Nevertheless, Plaintiff’s motion was filed by the deadline, and

Defendants have not shown that they were prejudiced by the delay of

one court day in filing the supporting declaration. Accordingly,

the delay provides no basis for denying Plaintiff’s motion.

II. Plaintiff’s Request for Attorneys’ Fees

ERISA provides that “the court in its discretion may allow a

reasonable attorney’s fee and costs of action to either party.” 29

U.S.C. § 1132(g)(1). The Ninth Circuit has held that “[t]his

section should be read broadly to mean that a plan participant or

beneficiary, if he prevails in his suit under § 1132 to enforce his

rights under his plan, should ordinarily recover an attorney’s fee

unless special circumstances would render such an award unjust."
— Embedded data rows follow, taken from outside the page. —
//! Edge-toggle proposal policies.

use rand::Rng;

use crate::error::{ErgmError, Result};

/// Chooses the next vertex pair to toggle.
pub trait ProposalPolicy {
    /// A pair `(i, j)` over `n` vertices. Callers guarantee `n >= 2`.
    fn propose<R: Rng + ?Sized>(&mut self, n: usize, rng: &mut R) -> (usize, usize);
}

/// Uniform over ordered pairs `i ≠ j`.
#[derive(Clone, Copy, Debug, Default)]
pub struct UniformPairs;

impl ProposalPolicy for UniformPairs {
    #[inline]
    fn propose<R: Rng + ?Sized>(&mut self, n: usize, rng: &mut R) -> (usize, usize) {
        let i = rng.gen_range(0..n);
        let mut j = rng.gen_range(0..n - 1);
        if j >= i {
            j += 1;
        }
        (i, j)
    }
}

/// Fixed list of pairs, cycled in order.
#[derive(Clone, Debug)]
pub struct Schedule {
    pairs: Vec<(usize, usize)>,
    next: usize,
}

impl Schedule {
    pub fn new(pairs: Vec<(usize, usize)>) -> Result<Self> {
        if pairs.is_empty() {
            return Err(ErgmError::config("proposal schedule is empty"));
        }
        Ok(Self { pairs, next: 0 })
    }
}

impl ProposalPolicy for Schedule {
    fn propose<R: Rng + ?Sized>(&mut self, _n: usize, _rng: &mut R) -> (usize, usize) {
        let pair = self.pairs[self.next];
        self.next = (self.next + 1) % self.pairs.len();
        pair
    }
}
//! ERGM terms and the weighted model that sums them.
//!
//! A term contributes an energy to every proposed edge toggle. Terms only read
//! the graph; the sampler alone mutates it. The model holds terms behind
//! `dyn ErgmTerm` so that independent chains can share one model read-only.

mod gravity;

pub use gravity::{GravityCfg, GravityTerm, DEFAULT_BOUNDARY_FLOOR, DEFAULT_SUPPORT_PENALTY};

use crate::error::{ErgmError, Result};
use crate::graph::SpatialGraph;

/// A single ERGM statistic.
pub trait ErgmTerm: Send + Sync {
    /// Short label for logs.
    fn name(&self) -> &str;

    /// Contribution of this term for the edge `{i, j}` taking state `y_ij`.
    ///
    /// Values are energies of the edge being present: larger means less likely.
    fn change_statistic(&self, graph: &SpatialGraph, i: usize, j: usize, y_ij: bool)
        -> Result<f64>;
}

/// Weighted sum of terms: `Σ_k θ_k · term_k`.
#[derive(Default)]
pub struct Ergm {
    terms: Vec<(f64, Box<dyn ErgmTerm>)>,
}

impl Ergm {
    pub fn new() -> Self {
        Self::default()
    }

    pub fn with_term(mut self, theta: f64, term: impl ErgmTerm + 'static) -> Self {
        self.push(theta, Box::new(term));
        self
    }

    pub fn push(&mut self, theta: f64, term: Box<dyn ErgmTerm>) {
        self.terms.push((theta, term));
    }

    pub fn len(&self) -> usize {
        self.terms.len()
    }

    pub fn is_empty(&self) -> bool {
        self.terms.is_empty()
    }

    pub fn term_names(&self) -> impl Iterator<Item = &str> {
        self.terms.iter().map(|(_, t)| t.name())
    }

    /// Aggregate energy of `{i, j}` over all terms. A NaN sum is fatal.
    pub fn change_statistic(
        &self,
        graph: &SpatialGraph,
        i: usize,
        j: usize,
        y_ij: bool,
    ) -> Result<f64> {
        let mut sum = 0.0;
        for (theta, term) in &self.terms {
            sum += theta * term.change_statistic(graph, i, j, y_ij)?;
        }
        if sum.is_nan() {
            return Err(ErgmError::InvalidStatistic { i, j, value: sum });
        }
        Ok(sum)
    }
}

impl std::fmt::Debug for Ergm {
    fn fmt(&self, f: &mut std::fmt::Formatter<'_>) -> std::fmt::Result {
        f.debug_list()
            .entries(self.terms.iter().map(|(theta, t)| (t.name(), theta)))
            .finish()
    }
}
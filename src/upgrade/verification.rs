use anyhow::{Context, Result, bail};
use sha2::{Digest, Sha256};
use std::path::Path;
use tokio::fs;
use tokio::io::AsyncReadExt;
use tracing::{debug, info};

/// Verifies downloaded archives against the digest published with the asset.
///
/// Digests use the `<algorithm>:<hex>` form. Only `sha256` is supported; any
/// other algorithm is rejected rather than skipped.
///
/// # Examples
///
/// ```rust,no_run
/// use srat_updater::upgrade::verification::ChecksumVerifier;
/// use std::path::Path;
///
/// # async fn example() -> anyhow::Result<()> {
/// let digest = ChecksumVerifier::compute_sha256(Path::new("/tmp/srat_x86_64.zip")).await?;
/// ChecksumVerifier::verify_digest(Path::new("/tmp/srat_x86_64.zip"), &digest).await?;
/// # Ok(())
/// # }
/// ```
pub struct ChecksumVerifier;

impl ChecksumVerifier {
    /// Compute the SHA-256 digest of a file as `sha256:<hex>`.
    pub async fn compute_sha256(file_path: &Path) -> Result<String> {
        debug!("Computing SHA256 checksum for: {:?}", file_path);

        let mut file = fs::File::open(file_path)
            .await
            .with_context(|| format!("Failed to open file: {file_path:?}"))?;

        let mut hasher = Sha256::new();
        let mut buffer = vec![0u8; 64 * 1024];
        loop {
            let read = file
                .read(&mut buffer)
                .await
                .with_context(|| format!("Failed to read file: {file_path:?}"))?;
            if read == 0 {
                break;
            }
            hasher.update(&buffer[..read]);
        }

        Ok(format!("sha256:{}", hex::encode(hasher.finalize())))
    }

    /// Verify a file against an expected `sha256:<hex>` digest.
    ///
    /// # Errors
    ///
    /// - unsupported digest format
    /// - checksum mismatch
    /// - the file cannot be read
    pub async fn verify_digest(file_path: &Path, expected: &str) -> Result<()> {
        let Some(expected_hex) = expected.strip_prefix("sha256:") else {
            bail!("unsupported digest format: {expected}");
        };
        if expected_hex.len() != 64 || hex::decode(expected_hex).is_err() {
            bail!("unsupported digest format: {expected}");
        }

        info!("Verifying checksum for: {:?}", file_path);
        let actual = Self::compute_sha256(file_path).await?;

        // Case-insensitive comparison (checksums may be uppercase or lowercase)
        if !actual.eq_ignore_ascii_case(expected) {
            bail!("checksum mismatch: expected {expected}, got {actual}");
        }

        info!("Checksum verification successful");
        Ok(())
    }
}
//! Foreground scheduler loop.

use super::CliConfig;
use crate::upgrade::{UpdateScheduler, UpdateService};
use anyhow::Result;
use clap::Args;
use std::sync::Arc;
use tokio_util::sync::CancellationToken;
use tracing::info;

#[derive(Args, Debug)]
pub struct RunCommand {}

impl RunCommand {
    /// Runs until Ctrl-C, or until a supervised restart asks the process to exit.
    pub async fn execute(self, config: &CliConfig) -> Result<()> {
        let updater_config = config.load_updater_config().await?;
        let shutdown = CancellationToken::new();
        let service = Arc::new(UpdateService::from_config(&updater_config, shutdown.clone())?);

        info!(
            channel = %service.channel(),
            auto_update = service.auto_update(),
            check_interval_secs = updater_config.schedule.check_interval_secs,
            "Starting update scheduler"
        );
        let scheduler = UpdateScheduler::start(service, &updater_config.schedule, &shutdown);

        tokio::select! {
            result = tokio::signal::ctrl_c() => {
                result?;
                info!("Interrupted, shutting down");
                shutdown.cancel();
            }
            () = shutdown.cancelled() => {
                info!("Shutdown requested for restart");
            }
        }

        scheduler.stop().await;
        Ok(())
    }
}
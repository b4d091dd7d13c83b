//! Atomic file placement.
//!
//! Files are written to a hidden sibling first, synced, then renamed over the
//! destination. A reader of the destination path sees either the old file or
//! the complete new one, never a partial write.

use std::fs;
use std::io;
use std::path::{Path, PathBuf};

/// Sibling path used as the staging file for `dest`.
#[must_use]
pub fn staging_path(dest: &Path) -> PathBuf {
    let name = dest.file_name().map(|n| n.to_string_lossy().into_owned()).unwrap_or_default();
    dest.with_file_name(format!(".{name}.new"))
}

/// Copy `src` to `dest` atomically, preserving `src`'s permissions.
///
/// The staging file is removed if any step fails.
pub fn atomic_copy(src: &Path, dest: &Path) -> io::Result<()> {
    let staging = staging_path(dest);

    let result = (|| {
        fs::copy(src, &staging)?;
        fs::File::open(&staging)?.sync_all()?;
        fs::set_permissions(&staging, fs::metadata(src)?.permissions())?;
        fs::rename(&staging, dest)
    })();

    if result.is_err() {
        let _ = fs::remove_file(&staging);
    }
    result
}
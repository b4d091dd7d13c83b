//! Platform helpers: home directory, path expansion, CPU architecture names
//! and command lookup.

use anyhow::{Context, Result};
use std::path::PathBuf;

/// Returns the user's home directory.
///
/// # Errors
///
/// Fails when `$HOME` is unset and no passwd entry can be consulted.
pub fn get_home_dir() -> Result<PathBuf> {
    dirs::home_dir().ok_or_else(|| {
        anyhow::anyhow!(
            "Could not determine home directory.\n\n\
            Check that the HOME environment variable is set"
        )
    })
}

/// Expand a leading `~/` and `$VAR` / `${VAR}` references in `path`.
///
/// Only `~/` is supported for tilde expansion; `~user` forms are rejected.
///
/// # Examples
///
/// ```rust,no_run
/// use srat_updater::utils::platform::resolve_path;
///
/// # fn example() -> anyhow::Result<()> {
/// let data_dir = resolve_path("~/.srat/update")?;
/// let from_env = resolve_path("$SRAT_DATA/update")?;
/// # Ok(())
/// # }
/// ```
pub fn resolve_path(path: &str) -> Result<PathBuf> {
    let expanded = if let Some(stripped) = path.strip_prefix("~/") {
        get_home_dir()?.join(stripped)
    } else if path == "~" {
        get_home_dir()?
    } else if path.starts_with('~') {
        return Err(anyhow::anyhow!(
            "Invalid path: {path}\n\n\
            Tilde expansion only supports '~/' for the home directory"
        ));
    } else {
        PathBuf::from(path)
    };

    let path_str = expanded.to_string_lossy();
    let expanded_str = shellexpand::env(&path_str)
        .with_context(|| {
            format!(
                "Failed to expand environment variables in path: {path_str}\n\n\
                Use $VAR or ${{VAR}} and make sure the variable is set"
            )
        })?
        .into_owned();

    Ok(PathBuf::from(expanded_str))
}

/// Map a target architecture name onto the name used in release assets.
///
/// `arm64` becomes `aarch64` and `amd64` becomes `x86_64`; everything else
/// passes through unchanged.
///
/// ```rust
/// use srat_updater::utils::platform::normalize_arch;
///
/// assert_eq!(normalize_arch("arm64"), "aarch64");
/// assert_eq!(normalize_arch("amd64"), "x86_64");
/// assert_eq!(normalize_arch("armv7"), "armv7");
/// ```
#[must_use]
pub fn normalize_arch(arch: &str) -> &str {
    match arch {
        "arm64" => "aarch64",
        "amd64" => "x86_64",
        other => other,
    }
}

/// Architecture of the running build, normalised for asset matching.
#[must_use]
pub fn current_arch() -> &'static str {
    normalize_arch(std::env::consts::ARCH)
}

/// Whether `cmd` can be found on `PATH`.
#[must_use]
pub fn command_exists(cmd: &str) -> bool {
    which::which(cmd).is_ok()
}
#[cfg(test)]
#[allow(clippy::module_inception)]
mod tests {
    use super::super::*;
    use crate::config::UpdaterConfig;
    use crate::core::UpdateError;
    use crate::test_utils::signing::TestSigner;
    use crate::test_utils::{
        FakeReleaseSource, FakeRestarter, FakeTransport, FakeVersionProbe, ZipEntry,
        init_test_logging, release, zip_bytes,
    };
    use semver::Version;
    use std::path::{Path, PathBuf};
    use std::sync::Arc;
    use tempfile::TempDir;
    use tokio_util::sync::CancellationToken;

    const URL: &str =
        "https://github.com/dianlight/srat/releases/download/2025.6.1/srat_x86_64.zip";

    struct Host {
        _root: TempDir,
        data_dir: PathBuf,
        target: PathBuf,
        signer: TestSigner,
    }

    impl Host {
        fn new() -> Self {
            init_test_logging(None);
            let root = TempDir::new().unwrap();
            let data_dir = root.path().join("data");
            let target = root.path().join("bin").join("srat");
            std::fs::create_dir_all(target.parent().unwrap()).unwrap();
            std::fs::write(&target, b"running build 1.0.0").unwrap();
            Self {
                _root: root,
                data_dir,
                target,
                signer: TestSigner::generate(),
            }
        }

        /// Archive with `srat`, optionally its signature, and a data file.
        fn archive(&self, binary: &[u8], signed: bool) -> Vec<u8> {
            let mut entries = vec![
                ZipEntry::file("srat", binary, 0o755),
                ZipEntry::dir("share/", 0o755),
                ZipEntry::file("share/defaults.json", b"{}", 0o644),
            ];
            if signed {
                let signature = self.signer.sign(binary, "timestamp:0\tfile:srat");
                entries.push(ZipEntry::file("srat.minisig", signature.as_bytes(), 0o644));
            }
            zip_bytes(&entries)
        }

        fn service(&self, channel: UpdateChannel, transport: FakeTransport) -> UpdateService {
            let config = UpdaterConfig {
                update_channel: channel,
                auto_update: true,
                data_dir: self.data_dir.display().to_string(),
                ..UpdaterConfig::default()
            };
            let source = FakeReleaseSource::new(vec![
                release("2025.6.2-dev076", true, &["srat_x86_64.zip"]),
                release("2025.6.1", false, &["srat_x86_64.zip", "srat_aarch64.zip"]),
                release("2025.6.0", false, &["srat_x86_64.zip"]),
            ]);
            let resolver =
                ReleaseResolver::new(Arc::new(source), "1.0.0", "srat").with_arch("amd64");
            let fetcher = PackageFetcher::new(
                Arc::new(transport),
                ArchiveExtractor::new(&self.data_dir, "srat"),
            )
            .with_allowed_hosts(config.fetch.allowed_hosts.clone());
            let verifier =
                SignatureVerifier::with_public_key(&self.signer.public_key_text()).unwrap();
            let installer = Installer::new(&self.target, &self.data_dir, "1.0.0")
                .with_channel(channel)
                .with_verifier(verifier)
                .with_probe(Arc::new(FakeVersionProbe::new(Some(Version::new(2025, 6, 1)))))
                .with_restarter(Arc::new(FakeRestarter::default()), RestartStrategy::Supervisor);
            UpdateService::new(&config, resolver, fetcher, installer).unwrap()
        }

        /// Entries left in the data directory, ignoring the lock file.
        fn leftovers(&self) -> Vec<String> {
            let Ok(entries) = std::fs::read_dir(&self.data_dir) else {
                return Vec::new();
            };
            entries
                .filter_map(Result::ok)
                .map(|e| e.file_name().to_string_lossy().into_owned())
                .filter(|name| name != lock::LOCK_FILE_NAME)
                .collect()
        }
    }

    fn read(path: &Path) -> Vec<u8> {
        std::fs::read(path).unwrap()
    }

    #[tokio::test]
    async fn test_signed_release_is_installed_end_to_end() {
        let host = Host::new();
        let transport =
            FakeTransport::new().with_response(URL, 200, host.archive(b"new build 2025.6.1", true));
        let sink = Arc::new(BroadcastSink::new(256));
        let mut events = sink.subscribe();
        let service = host.service(UpdateChannel::Release, transport).with_sink(sink);

        let outcome = service.run_cycle(&CancellationToken::new()).await.unwrap();
        let UpdateOutcome::Installed(asset) = outcome else {
            panic!("expected an install, got {outcome:?}");
        };
        assert_eq!(asset.last_release, "2025.6.1");
        assert_eq!(asset.arch_asset.name, "srat_x86_64.zip");

        let bin_dir = host.target.parent().unwrap();
        assert_eq!(read(&host.target), b"new build 2025.6.1");
        assert_eq!(read(&bin_dir.join("srat.old")), b"running build 1.0.0");
        assert_eq!(read(&bin_dir.join("share/defaults.json")), b"{}");
        assert!(bin_dir.join("srat.minisig").exists());
        assert!(host.leftovers().is_empty(), "{:?}", host.leftovers());

        let order = [
            UpdateStatus::Checking,
            UpdateStatus::UpgradeAvailable,
            UpdateStatus::Downloading,
            UpdateStatus::DownloadComplete,
            UpdateStatus::Extracting,
            UpdateStatus::ExtractComplete,
            UpdateStatus::Installing,
            UpdateStatus::InstallComplete,
        ];
        let mut last: Option<(usize, u8)> = None;
        let mut seen = Vec::new();
        while let Ok(event) = events.try_recv() {
            let index = order.iter().position(|s| *s == event.status).unwrap();
            if let Some((last_index, last_percent)) = last {
                assert!(index >= last_index, "{:?} after {:?}", event.status, order[last_index]);
                if index == last_index {
                    assert!(event.progress > last_percent);
                }
            }
            last = Some((index, event.progress));
            seen.push(event.status);
        }
        seen.dedup();
        assert_eq!(seen, order);
    }

    #[tokio::test]
    async fn test_unsigned_release_leaves_install_untouched() {
        let host = Host::new();
        let transport = FakeTransport::new().with_response(URL, 200, host.archive(b"evil", false));
        let service = host.service(UpdateChannel::Release, transport);

        let err = service.run_cycle(&CancellationToken::new()).await.unwrap_err();
        assert!(matches!(err, UpdateError::SignatureInvalid { .. }), "{err}");
        assert_eq!(read(&host.target), b"running build 1.0.0");
        assert!(!host.target.with_file_name("srat.old").exists());
        assert!(host.leftovers().is_empty(), "{:?}", host.leftovers());
    }

    #[tokio::test]
    async fn test_signature_for_other_content_is_rejected() {
        let host = Host::new();
        let mut entries = vec![ZipEntry::file("srat", b"swapped payload", 0o755)];
        let signature = host.signer.sign(b"genuine payload", "timestamp:0\tfile:srat");
        entries.push(ZipEntry::file("srat.minisig", signature.as_bytes(), 0o644));
        let transport = FakeTransport::new().with_response(URL, 200, zip_bytes(&entries));
        let service = host.service(UpdateChannel::Release, transport);

        let err = service.run_cycle(&CancellationToken::new()).await.unwrap_err();
        assert!(matches!(err, UpdateError::SignatureInvalid { .. }));
        assert_eq!(read(&host.target), b"running build 1.0.0");
    }

    #[tokio::test]
    async fn test_traversal_archive_is_rejected_and_cleaned() {
        let host = Host::new();
        let archive = zip_bytes(&[
            ZipEntry::file("srat", b"bin", 0o755),
            ZipEntry::file("share/../../../../escape.sh", b"#!/bin/sh", 0o755),
        ]);
        let transport = FakeTransport::new().with_response(URL, 200, archive);
        let service = host.service(UpdateChannel::Release, transport);

        let err = service.run_cycle(&CancellationToken::new()).await.unwrap_err();
        assert!(matches!(err, UpdateError::ExtractionFailed { .. }), "{err}");
        assert!(err.to_string().contains("invalid file path in zip"));
        assert!(host.leftovers().is_empty(), "{:?}", host.leftovers());
        assert_eq!(read(&host.target), b"running build 1.0.0");
    }

    #[tokio::test]
    async fn test_prerelease_channel_picks_prerelease() {
        let host = Host::new();
        let service = host.service(UpdateChannel::Prerelease, FakeTransport::new());

        let outcome = service.check_now().await.unwrap();
        let UpdateOutcome::Available(asset) = outcome else {
            panic!("expected an available update, got {outcome:?}");
        };
        assert_eq!(asset.last_release, "2025.6.2-dev076");
    }

    #[tokio::test]
    async fn test_develop_drop_in_unsigned_is_installed() {
        let host = Host::new();
        let service = host.service(UpdateChannel::Develop, FakeTransport::new());
        std::fs::create_dir_all(&host.data_dir).unwrap();
        let drop_in = service.drop_in_path();
        std::fs::write(&drop_in, b"local develop build").unwrap();

        // Develop never asks the release API.
        let outcome = service.check_now().await.unwrap();
        assert!(matches!(outcome, UpdateOutcome::UpToDate(_)));

        service.apply_local(&drop_in, &CancellationToken::new()).await.unwrap();
        assert_eq!(read(&host.target), b"local develop build");

        service.rollback(&CancellationToken::new()).await.unwrap();
        assert_eq!(read(&host.target), b"running build 1.0.0");
    }
}
//! Check a binary's signature the way the installer would.

use super::CliConfig;
use crate::upgrade::{CommandVersionProbe, SignatureVerifier, UpdateChannel, VersionProbe};
use anyhow::{Context, Result};
use clap::Args;
use colored::Colorize;
use std::path::PathBuf;

#[derive(Args, Debug)]
pub struct VerifyCommand {
    /// Binary to verify; its signature is read from `<binary>.minisig`
    binary: PathBuf,

    /// Channel whose signature policy applies [default: configured channel]
    #[arg(long)]
    channel: Option<UpdateChannel>,

    /// Trust this minisign public key file instead of the embedded key
    #[arg(long, value_name = "FILE")]
    public_key: Option<PathBuf>,
}

impl VerifyCommand {
    pub async fn execute(self, config: &CliConfig) -> Result<()> {
        let channel = match self.channel {
            Some(channel) => channel,
            None => config.load_updater_config().await?.update_channel,
        };

        let verifier = match &self.public_key {
            Some(path) => {
                let key = tokio::fs::read_to_string(path)
                    .await
                    .with_context(|| format!("Failed to read public key {}", path.display()))?;
                SignatureVerifier::with_public_key(&key)?
            }
            None => SignatureVerifier::embedded(),
        };

        if !self.binary.is_file() {
            anyhow::bail!("Binary {} does not exist", self.binary.display());
        }

        verifier.verify(&self.binary, channel).await?;
        println!(
            "{} {} accepted for the {} channel",
            "✓".green(),
            self.binary.display(),
            channel.as_str().cyan()
        );

        if let Some(version) = CommandVersionProbe::new().probe(&self.binary).await {
            println!("  reports version {}", version.to_string().green());
        }
        Ok(())
    }
}
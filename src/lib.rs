//! SRAT Updater - self-update pipeline for the SRAT NAS daemon
//!
//! SRAT runs as a long-lived daemon on Home Assistant hosts. This crate keeps
//! it current: it finds newer builds on GitHub releases, downloads the
//! archive for the host architecture, checks its minisign signature, swaps the
//! binary in place and restarts into it.
//!
//! # Architecture Overview
//!
//! - Releases are listed from the GitHub API and filtered by update channel
//!   (`none`, `develop`, `prerelease`, `release`)
//! - The best candidate is strictly newer than the running build
//! - Archives are unpacked into a private temporary directory that is removed
//!   whatever the outcome
//! - The running binary is only replaced by an atomic rename, with the previous
//!   build kept as `<binary>.old`
//!
//! ## Key Features
//!
//! - **Fail closed**: release and prerelease builds must carry a valid signature
//! - **One attempt at a time**: concurrent callers get a busy error
//! - **Progress**: every stage publishes status and percentage to subscribers
//! - **Develop builds**: drop a binary into the data directory to install it
//!
//! # Core Modules
//!
//! - [`cli`] - Command-line interface
//! - [`config`] - Updater configuration file
//! - [`core`] - Error taxonomy and user-facing error rendering
//! - [`upgrade`] - Resolver, fetcher, verifier, installer, service and scheduler
//! - [`utils`] - Filesystem, path validation, platform and progress helpers
//!
//! # Example
//!
//! ```rust,no_run
//! use srat_updater::config::UpdaterConfig;
//! use srat_updater::upgrade::{UpdateOutcome, UpdateService};
//! use tokio_util::sync::CancellationToken;
//!
//! # async fn example() -> anyhow::Result<()> {
//! let config = UpdaterConfig::load_with_optional(None).await?;
//! let service = UpdateService::from_config(&config, CancellationToken::new())?;
//!
//! if let UpdateOutcome::Available(asset) = service.check_now().await? {
//!     println!("{} is available", asset.last_release);
//! }
//! # Ok(())
//! # }
//! ```

pub mod cli;
pub mod config;
pub mod core;
pub mod upgrade;
pub mod utils;

#[cfg(any(test, feature = "test-utils"))]
pub mod test_utils;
Smith v. CMTA-IAM Pension Trust, 746 F.2d 587, 589 (9th Cir. 1984)

(internal quotation marks omitted). This is in line with ERISA’s

broad remedial purpose “to protect employee rights and to secure

effective access to federal courts.” Id.

In determining whether special circumstances exist warranting

the denial of attorneys’ fees, a court may consider: (1) the degree

of the opposing party’s culpability or bad faith; (2) the ability

of the opposing party to satisfy an award of fees; (3) whether an

award of fees against the opposing party would deter others from

acting in similar circumstances; (4) whether the party requesting

fees sought to benefit all participants and beneficiaries of an

ERISA plan or to resolve a significant legal question regarding

ERISA; and (5) the relative merits of the parties' positions. 

Hummell v. S.E. Rykoff & Co., 634 F.2d 446, 453 (9th Cir. 1980).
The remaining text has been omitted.